From the entries below, copy every line holding the word "twice".

_____

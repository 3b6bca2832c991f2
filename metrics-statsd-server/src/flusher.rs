use std::{
    panic::{self, AssertUnwindSafe},
    sync::Arc,
    time::{Duration, Instant},
};

use crossbeam_channel::{Receiver, RecvTimeoutError};
use tracing::{debug, error, trace};

use crate::{sink::Sink, state::State, telemetry::Telemetry};

/// Longest flush interval the flusher will schedule.
pub(crate) const MAX_FLUSH_INTERVAL: Duration = Duration::from_secs(24 * 60 * 60);

/// Requests sent to the flusher.
#[derive(Clone, Copy, Debug, PartialEq, Eq)]
pub(crate) enum Control {
    /// Rotate and send the live table now, without waiting for the next scheduled flush.
    Flush,

    /// Stop flushing.
    Shutdown,
}

pub(crate) struct Flusher {
    flush_interval: Duration,
    state: Arc<State>,
    sinks: Vec<Sink>,
    telemetry: Arc<Telemetry>,
    control: Receiver<Control>,
}

impl Flusher {
    /// Create a new `Flusher`.
    pub fn new(
        flush_interval: Duration,
        state: Arc<State>,
        sinks: Vec<Sink>,
        telemetry: Arc<Telemetry>,
        control: Receiver<Control>,
    ) -> Self {
        Flusher { flush_interval, state, sinks, telemetry, control }
    }

    /// Run the flusher, rotating the live table and sending it to every sink at the configured interval.
    ///
    /// Returns once shutdown is requested, or once every control sender has been dropped.
    pub fn run(self) {
        let mut next_flush = deadline_after(self.flush_interval);
        loop {
            // Wait until our target flush deadline, unless we're asked to do something else first.
            //
            // If the previous flush took longer than the flush interval, we won't wait at all.
            let wait = next_flush.saturating_duration_since(Instant::now());
            match self.control.recv_timeout(wait) {
                Err(RecvTimeoutError::Timeout) => {
                    next_flush = deadline_after(self.flush_interval);
                }
                Ok(Control::Flush) => debug!("Flush requested."),
                Ok(Control::Shutdown) | Err(RecvTimeoutError::Disconnected) => {
                    debug!("Flusher stopping.");
                    return;
                }
            }

            self.flush();
        }
    }

    fn flush(&self) {
        let table = self.state.rotate();
        let num_keys = table.len();
        trace!(num_keys, "Rotated aggregation table.");

        // Panics from formatting or sending stop here, so later intervals still flush.
        let result = panic::catch_unwind(AssertUnwindSafe(|| {
            let mut sends_succeeded = 0;
            let mut sends_failed = 0;
            for sink in &self.sinks {
                let report = sink.send(&table);
                sends_succeeded += report.sent.len();
                sends_failed += report.failed.len();
            }
            (sends_succeeded, sends_failed)
        }));

        match result {
            Ok((sends_succeeded, sends_failed)) => {
                self.telemetry.track_flush(sends_succeeded, sends_failed);
                debug!(num_keys, sends_succeeded, sends_failed, "Flushed aggregation table.");
            }
            Err(_) => {
                self.telemetry.track_flush_panic();
                error!(num_keys, "Flush panicked. Aggregation table dropped.");
            }
        }
    }
}

fn deadline_after(interval: Duration) -> Instant {
    let now = Instant::now();
    now.checked_add(interval)
        .or_else(|| now.checked_add(MAX_FLUSH_INTERVAL))
        .unwrap_or(now)
}

#[cfg(test)]
mod tests {
    use std::{
        sync::Arc,
        thread,
        time::{Duration, Instant},
    };

    use crossbeam_channel::unbounded;

    use super::{deadline_after, Control, Flusher, MAX_FLUSH_INTERVAL};
    use crate::{
        parser::{MetricUpdate, MetricValue},
        state::State,
        table::TableConfiguration,
        telemetry::Telemetry,
    };

    fn state() -> Arc<State> {
        Arc::new(State::new(TableConfiguration { percent_threshold: 90.0, interval_secs: 10.0 }))
    }

    #[test]
    fn manual_flush_rotates_table() {
        let state = state();
        let telemetry = Arc::new(Telemetry::default());
        let (tx, rx) = unbounded();
        let flusher = Flusher::new(
            Duration::from_secs(3600),
            Arc::clone(&state),
            Vec::new(),
            Arc::clone(&telemetry),
            rx,
        );

        state.apply(vec![MetricUpdate { key: "foo".to_owned(), value: MetricValue::Counter(1.0) }]);

        tx.send(Control::Flush).unwrap();
        tx.send(Control::Shutdown).unwrap();
        thread::spawn(move || flusher.run()).join().unwrap();

        assert_eq!(telemetry.snapshot().flushes, 1);
        assert!(state.rotate().is_empty());
    }

    #[test]
    fn scheduled_flush_runs_without_requests() {
        let telemetry = Arc::new(Telemetry::default());
        let (tx, rx) = unbounded();
        let flusher =
            Flusher::new(Duration::from_millis(10), state(), Vec::new(), Arc::clone(&telemetry), rx);

        let handle = thread::spawn(move || flusher.run());
        while telemetry.snapshot().flushes < 2 {
            thread::sleep(Duration::from_millis(5));
        }

        drop(tx);
        handle.join().unwrap();
    }

    #[test]
    fn oversized_interval_falls_back_to_capped_deadline() {
        let before = Instant::now();
        let deadline = deadline_after(Duration::MAX);
        assert!(deadline > before);
        assert!(deadline <= Instant::now() + MAX_FLUSH_INTERVAL);
    }

    #[test]
    fn oversized_interval_does_not_kill_flusher() {
        let telemetry = Arc::new(Telemetry::default());
        let (tx, rx) = unbounded();
        let flusher = Flusher::new(
            Duration::from_secs_f64(1e19),
            state(),
            Vec::new(),
            Arc::clone(&telemetry),
            rx,
        );

        tx.send(Control::Flush).unwrap();
        tx.send(Control::Shutdown).unwrap();
        thread::spawn(move || flusher.run()).join().unwrap();

        assert_eq!(telemetry.snapshot().flushes, 1);
    }
}
//! Metric key sanitization.

/// Sanitizes a raw metric name into a key that is safe to forward downstream.
///
/// Every byte outside of `[A-Za-z0-9_.-]` is replaced with an underscore. The translation is total and
/// length-preserving: nothing is ever dropped, so the output always has exactly as many characters as the input had
/// bytes. Non-ASCII input is handled bytewise, meaning a multi-byte UTF-8 character turns into one underscore per byte.
///
/// When `prefix` is non-empty, the result is `<prefix>.<sanitized>`. The prefix itself is taken as-is, and is expected
/// to have been sanitized when it was configured.
pub fn sanitize_key<K>(raw: K, prefix: &str) -> String
where
    K: AsRef<[u8]>,
{
    let raw = raw.as_ref();
    let mut key = String::with_capacity(prefix.len() + 1 + raw.len());

    if !prefix.is_empty() {
        key.push_str(prefix);
        key.push('.');
    }

    key.extend(raw.iter().map(|b| if valid_key_byte(*b) { char::from(*b) } else { '_' }));
    key
}

#[inline]
pub(crate) fn valid_key_byte(b: u8) -> bool {
    // Essentially, needs to match the regex pattern of [a-zA-Z0-9_.-].
    b.is_ascii_alphanumeric() || b == b'_' || b == b'.' || b == b'-'
}

#[cfg(test)]
mod tests {
    use super::{sanitize_key, valid_key_byte};
    use proptest::prelude::*;

    #[test]
    fn test_sanitize_key_known_cases() {
        let cases: &[(&[u8], &str)] = &[
            (b"foo", "foo"),
            (b"foo.bar", "foo.bar"),
            (b"foo-bar_baz", "foo-bar_baz"),
            (b"Foo.BAR.123", "Foo.BAR.123"),
            (b"foo/bar", "foo_bar"),
            (b"foo bar", "foo_bar"),
            (b"\t\n#! foo . bar \0 ^", "_____foo_._bar____"),
            (b"caf\xc3\xa9", "caf__"),
            (b"\xff", "_"),
            (b"", ""),
        ];

        for (input, expected) in cases {
            let result = sanitize_key(input, "");
            assert_eq!(expected, &result);
        }
    }

    #[test]
    fn test_sanitize_key_with_prefix() {
        assert_eq!(sanitize_key("foo", "pfx"), "pfx.foo");
        assert_eq!(sanitize_key("foo/bar", "a.b"), "a.b.foo_bar");
        assert_eq!(sanitize_key("", "pfx"), "pfx.");
    }

    proptest! {
        #[test]
        fn test_sanitize_key_charset(input in proptest::collection::vec(any::<u8>(), 0..64)) {
            let result = sanitize_key(&input, "");

            assert_eq!(result.len(), input.len(), "sanitization must not drop or add characters");
            assert!(result.bytes().all(valid_key_byte), "invalid character in key: {:?}", result);
        }

        #[test]
        fn test_sanitize_key_idempotent(input in ".*") {
            let once = sanitize_key(&input, "");
            let twice = sanitize_key(&once, "");

            assert_eq!(once, twice);
        }
    }
}
use std::io::Write as _;

#[derive(Clone, Copy)]
pub(crate) enum LineValue {
    Integer(u64),
    FloatingPoint(f64),
}

/// Writes metric points in the Graphite plaintext format.
///
/// Each point is written as `<path> <value> <timestamp>\n`. Integers are written as-is, while floating-point values are
/// always written in fixed-point notation with six decimal places, to match what existing statsd implementations send.
/// Every line in a payload shares the same timestamp.
pub(crate) struct LineWriter {
    buf: Vec<u8>,
    timestamp: u64,
    int_writer: itoa::Buffer,
    lines: usize,
}

impl LineWriter {
    /// Creates a new `LineWriter` stamping every line with `timestamp`, in Unix seconds.
    pub fn new(timestamp: u64) -> Self {
        Self { buf: Vec::new(), timestamp, int_writer: itoa::Buffer::new(), lines: 0 }
    }

    /// Writes a single line.
    ///
    /// The metric path is built by concatenating `prefix`, `key`, and `suffix`, none of which are escaped: the caller
    /// is responsible for passing sanitized keys.
    pub fn write_line(&mut self, prefix: &str, key: &str, suffix: &str, value: LineValue) {
        self.buf.extend_from_slice(prefix.as_bytes());
        self.buf.extend_from_slice(key.as_bytes());
        self.buf.extend_from_slice(suffix.as_bytes());
        self.buf.push(b' ');

        match value {
            LineValue::Integer(v) => {
                self.buf.extend_from_slice(self.int_writer.format(v).as_bytes());
            }
            LineValue::FloatingPoint(v) => {
                // Writing to a `Vec<u8>` can't fail.
                let _ = write!(self.buf, "{:.6}", v);
            }
        }

        self.buf.push(b' ');
        self.buf.extend_from_slice(self.int_writer.format(self.timestamp).as_bytes());
        self.buf.push(b'\n');
        self.lines += 1;
    }

    /// Number of lines written so far.
    pub fn lines(&self) -> usize {
        self.lines
    }

    /// Consumes the writer, returning the payload.
    pub fn into_payload(self) -> Vec<u8> {
        self.buf
    }
}

#[cfg(test)]
mod tests {
    use super::{LineValue, LineWriter};

    #[test]
    fn writes_lines() {
        let mut writer = LineWriter::new(1_700_000_000);
        writer.write_line("stats.", "foo", "", LineValue::FloatingPoint(0.1));
        writer.write_line("stats_counts.", "foo", "", LineValue::FloatingPoint(-2.0));
        writer.write_line("stats.timers.", "bar", ".count", LineValue::Integer(7));

        assert_eq!(writer.lines(), 3);
        assert_eq!(
            String::from_utf8(writer.into_payload()).unwrap(),
            "stats.foo 0.100000 1700000000\n\
             stats_counts.foo -2.000000 1700000000\n\
             stats.timers.bar.count 7 1700000000\n"
        );
    }

    #[test]
    fn empty_writer() {
        let writer = LineWriter::new(0);
        assert_eq!(writer.lines(), 0);
        assert!(writer.into_payload().is_empty());
    }
}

_____

**Exercise solution**
            let twice = sanitize_key(&once, "");
            assert_eq!(once, twice);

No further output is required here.